# THE TASK:
Look through the material below, count the lines containing the word "texts", and state only the count.

# RECORDS FOR THIS EXERCISE:
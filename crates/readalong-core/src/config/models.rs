use crate::linearize::{LinearizeOptions, Separator};
use crate::reconcile::ReconcileOptions;
use crate::speech::SpeechOptions;
use crate::text_units::OffsetUnit;
use serde::Deserialize;

/// Flat narration configuration; the on-disk form is grouped in tables.
#[derive(Debug, Clone, Deserialize, serde::Serialize, PartialEq)]
pub struct NarrationConfig {
    #[serde(default = "crate::config::defaults::default_separator")]
    pub separator: Separator,
    #[serde(default = "crate::config::defaults::default_offset_unit")]
    pub offset_unit: OffsetUnit,
    #[serde(default = "crate::config::defaults::default_infer_word_length")]
    pub infer_word_length: bool,
    #[serde(default = "crate::config::defaults::default_speech_rate")]
    pub speech_rate: f32,
    #[serde(default = "crate::config::defaults::default_speech_pitch")]
    pub speech_pitch: f32,
    #[serde(default = "crate::config::defaults::default_speech_volume")]
    pub speech_volume: f32,
    #[serde(default)]
    pub voice: Option<String>,
    #[serde(default = "crate::config::defaults::default_log_level")]
    pub log_level: LogLevel,
}

impl Default for NarrationConfig {
    fn default() -> Self {
        NarrationConfig {
            separator: crate::config::defaults::default_separator(),
            offset_unit: crate::config::defaults::default_offset_unit(),
            infer_word_length: crate::config::defaults::default_infer_word_length(),
            speech_rate: crate::config::defaults::default_speech_rate(),
            speech_pitch: crate::config::defaults::default_speech_pitch(),
            speech_volume: crate::config::defaults::default_speech_volume(),
            voice: None,
            log_level: crate::config::defaults::default_log_level(),
        }
    }
}

impl NarrationConfig {
    pub fn reconcile_options(&self) -> ReconcileOptions {
        ReconcileOptions {
            linearize: LinearizeOptions {
                separator: self.separator,
                unit: self.offset_unit,
            },
            infer_word_length: self.infer_word_length,
        }
    }

    pub fn speech_options(&self) -> SpeechOptions {
        SpeechOptions {
            rate: self.speech_rate,
            pitch: self.speech_pitch,
            volume: self.speech_volume,
            voice: self.voice.clone(),
        }
        .clamped()
    }
}

/// Supported logging verbosity levels.
#[derive(Debug, Clone, Copy, Deserialize, serde::Serialize, PartialEq, Eq, Default)]
#[serde(rename_all = "lowercase")]
pub enum LogLevel {
    Trace,
    Debug,
    #[default]
    Info,
    Warn,
    Error,
}

impl std::fmt::Display for LogLevel {
    fn fmt(&self, f: &mut std::fmt::Formatter<'_>) -> std::fmt::Result {
        write!(f, "{}", self.as_filter_str())
    }
}

impl LogLevel {
    pub fn as_filter_str(self) -> &'static str {
        match self {
            LogLevel::Trace => "trace",
            LogLevel::Debug => "debug",
            LogLevel::Info => "info",
            LogLevel::Warn => "warn",
            LogLevel::Error => "error",
        }
    }
}
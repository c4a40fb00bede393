use crate::linearize::Separator;
use crate::text_units::OffsetUnit;

pub(crate) fn default_separator() -> Separator {
    Separator::None
}

pub(crate) fn default_offset_unit() -> OffsetUnit {
    OffsetUnit::Utf16
}

pub(crate) fn default_infer_word_length() -> bool {
    true
}

pub(crate) fn default_speech_rate() -> f32 {
    1.0
}

pub(crate) fn default_speech_pitch() -> f32 {
    1.0
}

pub(crate) fn default_speech_volume() -> f32 {
    1.0
}

pub(crate) fn default_log_level() -> crate::config::LogLevel {
    crate::config::LogLevel::Info
}
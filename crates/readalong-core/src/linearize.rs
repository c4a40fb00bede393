//! Flattening of a text tree into the exact string handed to the speech
//! engine, plus the segment map translating offsets back to leaves.

use crate::document::{Document, NodeId};
use crate::text_units::OffsetUnit;
use serde::{Deserialize, Serialize};

/// What sits between two runs of text in the flattened string.
#[derive(Debug, Clone, Copy, Deserialize, Serialize, PartialEq, Eq, Default)]
#[serde(rename_all = "kebab-case")]
pub enum Separator {
    /// Plain concatenation.
    #[default]
    None,
    /// One ASCII space, present in both the text and the offset space.
    Space,
}

impl Separator {
    fn as_str(self) -> &'static str {
        match self {
            Separator::None => "",
            Separator::Space => " ",
        }
    }
}

#[derive(Debug, Clone, Copy, PartialEq, Eq, Default)]
pub struct LinearizeOptions {
    pub separator: Separator,
    pub unit: OffsetUnit,
}

/// Half-open range `[start, end)` of the flattened text occupied by `node`.
#[derive(Debug, Clone, Copy, PartialEq, Eq)]
pub struct Segment {
    pub node: NodeId,
    pub start: usize,
    pub end: usize,
}

impl Segment {
    pub fn len(&self) -> usize {
        self.end - self.start
    }

    pub fn contains(&self, offset: usize) -> bool {
        self.start <= offset && offset < self.end
    }
}

/// Ascending, non-overlapping segments.
pub type SegmentMap = Vec<Segment>;

#[derive(Debug, Clone, Default, PartialEq, Eq)]
pub struct Linearized {
    pub text: String,
    pub segments: SegmentMap,
}

impl Linearized {
    /// Nothing to narrate.
    pub fn is_empty(&self) -> bool {
        self.segments.is_empty()
    }
}

#[derive(Debug, Clone, Copy)]
enum RunItem {
    Leaf(NodeId),
    Marker(NodeId),
}

struct Builder<'a, D: Document> {
    doc: &'a D,
    options: LinearizeOptions,
    out: Linearized,
    offset: usize,
}

/// Flatten the text below `root` in document order.
///
/// Adjacent text leaves (and a decoration marker between them) form one run;
/// a run that is whitespace-only is skipped entirely. Marker content keeps
/// its place in the offset space but never yields a segment, so a decorated
/// tree flattens to the same text as the undecorated one.
///
/// A `root` that is not attached to the document yields an empty result.
pub fn linearize<D: Document>(doc: &D, root: NodeId, options: &LinearizeOptions) -> Linearized {
    if !doc.is_attached(root) {
        return Linearized::default();
    }
    let mut builder = Builder {
        doc,
        options: *options,
        out: Linearized::default(),
        offset: 0,
    };
    if doc.is_text(root) {
        builder.flush(&mut vec![RunItem::Leaf(root)]);
    } else if doc.is_marker(root) {
        builder.flush(&mut vec![RunItem::Marker(root)]);
    } else {
        builder.walk(root);
    }
    builder.out
}

impl<D: Document> Builder<'_, D> {
    fn walk(&mut self, parent: NodeId) {
        let mut run = Vec::new();
        for child in self.doc.children(parent) {
            if self.doc.is_text(child) {
                run.push(RunItem::Leaf(child));
            } else if self.doc.is_marker(child) {
                run.push(RunItem::Marker(child));
            } else {
                self.flush(&mut run);
                self.walk(child);
            }
        }
        self.flush(&mut run);
    }

    fn item_text(&self, item: RunItem) -> String {
        match item {
            RunItem::Leaf(node) => self.doc.text(node).unwrap_or_default().to_string(),
            RunItem::Marker(node) => self.doc.text_content(node),
        }
    }

    fn flush(&mut self, run: &mut Vec<RunItem>) {
        if run.is_empty() {
            return;
        }
        let items = std::mem::take(run);
        let texts: Vec<String> = items.iter().map(|item| self.item_text(*item)).collect();
        if texts.iter().all(|text| text.trim().is_empty()) {
            return;
        }

        if !self.out.text.is_empty() {
            let sep = self.options.separator.as_str();
            self.out.text.push_str(sep);
            self.offset += self.options.unit.len(sep);
        }

        for (item, text) in items.into_iter().zip(texts) {
            let len = self.options.unit.len(&text);
            if let RunItem::Leaf(node) = item {
                if len > 0 {
                    self.out.segments.push(Segment {
                        node,
                        start: self.offset,
                        end: self.offset + len,
                    });
                }
            }
            self.out.text.push_str(&text);
            self.offset += len;
        }
    }
}

#[cfg(test)]
mod tests {
    use super::*;
    use crate::document::{ArenaDocument, NodeSpec};

    fn options(separator: Separator) -> LinearizeOptions {
        LinearizeOptions {
            separator,
            unit: OffsetUnit::Char,
        }
    }

    #[test]
    fn concatenates_leaves_without_separator() {
        let spec = NodeSpec::element(
            "p",
            vec![
                NodeSpec::text("Hello ").labeled("a"),
                NodeSpec::text("world!").labeled("b"),
            ],
        )
        .labeled("p");
        let (doc, built) = ArenaDocument::from_spec(&spec).unwrap();
        let out = linearize(&doc, built.get("p").unwrap(), &options(Separator::None));

        assert_eq!(out.text, "Hello world!");
        assert_eq!(
            out.segments,
            vec![
                Segment {
                    node: built.get("a").unwrap(),
                    start: 0,
                    end: 6
                },
                Segment {
                    node: built.get("b").unwrap(),
                    start: 6,
                    end: 12
                },
            ]
        );
    }

    #[test]
    fn skips_whitespace_only_leaves_between_blocks() {
        let spec = NodeSpec::element(
            "div",
            vec![
                NodeSpec::text("\n  "),
                NodeSpec::element("p", vec![NodeSpec::text("One.")]),
                NodeSpec::text("\n  "),
                NodeSpec::element("p", vec![NodeSpec::text("Two.")]),
                NodeSpec::text("\n"),
            ],
        )
        .labeled("div");
        let (doc, built) = ArenaDocument::from_spec(&spec).unwrap();
        let root = built.get("div").unwrap();

        let plain = linearize(&doc, root, &options(Separator::None));
        assert_eq!(plain.text, "One.Two.");
        assert_eq!(plain.segments.len(), 2);

        let spaced = linearize(&doc, root, &options(Separator::Space));
        assert_eq!(spaced.text, "One. Two.");
        assert_eq!(spaced.segments[1].start, 5);
        assert_eq!(spaced.segments[1].end, 9);
    }

    #[test]
    fn nested_elements_follow_document_order() {
        let spec = NodeSpec::element(
            "p",
            vec![
                NodeSpec::text("A "),
                NodeSpec::element(
                    "em",
                    vec![
                        NodeSpec::text("deeply "),
                        NodeSpec::element("b", vec![NodeSpec::text("nested")]),
                    ],
                ),
                NodeSpec::text(" tree"),
            ],
        )
        .labeled("p");
        let (doc, built) = ArenaDocument::from_spec(&spec).unwrap();
        let out = linearize(&doc, built.get("p").unwrap(), &options(Separator::None));
        assert_eq!(out.text, "A deeply nested tree");
        let starts: Vec<usize> = out.segments.iter().map(|s| s.start).collect();
        assert_eq!(starts, vec![0, 2, 9, 15]);
    }

    #[test]
    fn marker_content_keeps_offsets_but_has_no_segment() {
        let mut doc = ArenaDocument::new();
        let root = doc.document_root();
        let p = doc.create_element("p");
        doc.insert_before(root, p, None).unwrap();
        let before = doc.create_text("Hello");
        let space = doc.create_text(" ");
        let marker = doc.create_marker();
        let word = doc.create_text("world");
        doc.insert_before(marker, word, None).unwrap();
        doc.insert_before(p, before, None).unwrap();
        doc.insert_before(p, space, None).unwrap();
        doc.insert_before(p, marker, None).unwrap();

        let out = linearize(&doc, p, &options(Separator::Space));
        assert_eq!(out.text, "Hello world");
        assert_eq!(out.segments.len(), 2);
        assert_eq!(out.segments[1].node, space);
        assert!(out.segments.iter().all(|s| s.node != word));
    }

    #[test]
    fn detached_or_blank_roots_are_empty() {
        let spec = NodeSpec::element("p", vec![NodeSpec::text("   "), NodeSpec::text("\t")])
            .labeled("p");
        let (mut doc, built) = ArenaDocument::from_spec(&spec).unwrap();
        let p = built.get("p").unwrap();
        assert!(linearize(&doc, p, &LinearizeOptions::default()).is_empty());
        assert_eq!(linearize(&doc, p, &LinearizeOptions::default()).text, "");

        doc.detach(p).unwrap();
        assert!(linearize(&doc, p, &LinearizeOptions::default()).is_empty());
    }

    #[test]
    fn text_root_is_its_own_segment() {
        let (doc, built) = ArenaDocument::from_spec(&NodeSpec::text("solo").labeled("t")).unwrap();
        let t = built.get("t").unwrap();
        let out = linearize(&doc, t, &LinearizeOptions::default());
        assert_eq!(out.text, "solo");
        assert_eq!(out.segments, vec![Segment { node: t, start: 0, end: 4 }]);
    }
}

# ANSWER BELOW:
3